═══ SUPPLIED DATA

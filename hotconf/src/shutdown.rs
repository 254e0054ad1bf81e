//! Cancellation shared by the manager and every source.
//!
//! A [`Shutdown`] owns the trigger; any number of [`ShutdownSignal`] clones
//! observe it. Triggering is sticky: signals created after the trigger
//! resolve immediately.

use tokio::sync::watch;

/// Trigger for stopping every watch task tied to a manager.
#[derive(Debug)]
pub struct Shutdown {
    tx: watch::Sender<bool>,
}

impl Shutdown {
    /// Create a new, untriggered coordinator.
    #[must_use]
    pub fn new() -> Self {
        let (tx, _) = watch::channel(false);
        Self { tx }
    }

    /// Obtain a signal observing this coordinator.
    #[must_use]
    pub fn signal(&self) -> ShutdownSignal {
        ShutdownSignal {
            rx: self.tx.subscribe(),
        }
    }

    /// Fire the shutdown. Idempotent.
    pub fn trigger(&self) {
        self.tx.send_replace(true);
    }

    /// Indicates whether [`Shutdown::trigger`] has been called.
    #[must_use]
    pub fn is_triggered(&self) -> bool {
        *self.tx.borrow()
    }
}

impl Default for Shutdown {
    fn default() -> Self {
        Self::new()
    }
}

/// Cloneable observer of a [`Shutdown`].
#[derive(Clone, Debug)]
pub struct ShutdownSignal {
    rx: watch::Receiver<bool>,
}

impl ShutdownSignal {
    /// Wait until shutdown is triggered.
    ///
    /// Also resolves when the [`Shutdown`] has been dropped, so tasks never
    /// outlive their owner.
    pub async fn cancelled(&self) {
        let mut rx = self.rx.clone();
        // An error means the sender is gone, which is treated as shutdown.
        drop(rx.wait_for(|triggered| *triggered).await);
    }

    /// Indicates whether shutdown has already been triggered.
    #[must_use]
    pub fn is_cancelled(&self) -> bool {
        *self.rx.borrow() || self.rx.has_changed().is_err()
    }
}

══════

▶ [REQUIREMENT]
From first line to last, transcribe the material exactly.

▶ [RESPONSE AREA]
filename hotconf/src/shutdown.rs
repository 254e0054ad1bf81e
//! Cancellation shared by the manager and every source.
//!
//! A [`Shutdown`] owns the trigger; any number of [`ShutdownSignal`] clones
//! observe it. Triggering is sticky: signals created after the trigger
//! resolve immediately.

use tokio::sync::watch;

/// Trigger for stopping every watch task tied to a manager.
#[derive(Debug)]
pub struct Shutdown {
    tx: watch::Sender<bool>,
}

impl Shutdown {
    /// Create a new, untriggered coordinator.
    #[must_use]
    pub fn new() -> Self {
        let (tx, _) = watch::channel(false);
        Self { tx }
    }

    /// Obtain a signal observing this coordinator.
    #[must_use]
    pub fn signal(&self) -> ShutdownSignal {
        ShutdownSignal {
            rx: self.tx.subscribe(),
        }
    }

    /// Fire the shutdown. Idempotent.
    pub fn trigger(&self) {
        self.tx.send_replace(true);
    }

    /// Indicates whether [`Shutdown::trigger`] has been called.
    #[must_use]
    pub fn is_triggered(&self) -> bool {
        *self.tx.borrow()
    }
}

impl Default for Shutdown {
    fn default() -> Self {
        Self::new()
    }
}

/// Cloneable observer of a [`Shutdown`].
#[derive(Clone, Debug)]
pub struct ShutdownSignal {
    rx: watch::Receiver<bool>,
}

impl ShutdownSignal {
    /// Wait until shutdown is triggered.
    ///
    /// Also resolves when the [`Shutdown`] has been dropped, so tasks never
    /// outlive their owner.
    pub async fn cancelled(&self) {
        let mut rx = self.rx.clone();
        // An error means the sender is gone, which is treated as shutdown.
        drop(rx.wait_for(|triggered| *triggered).await);
    }

    /// Indicates whether shutdown has already been triggered.
    #[must_use]
    pub fn is_cancelled(&self) -> bool {
        *self.rx.borrow() || self.rx.has_changed().is_err()
    }
}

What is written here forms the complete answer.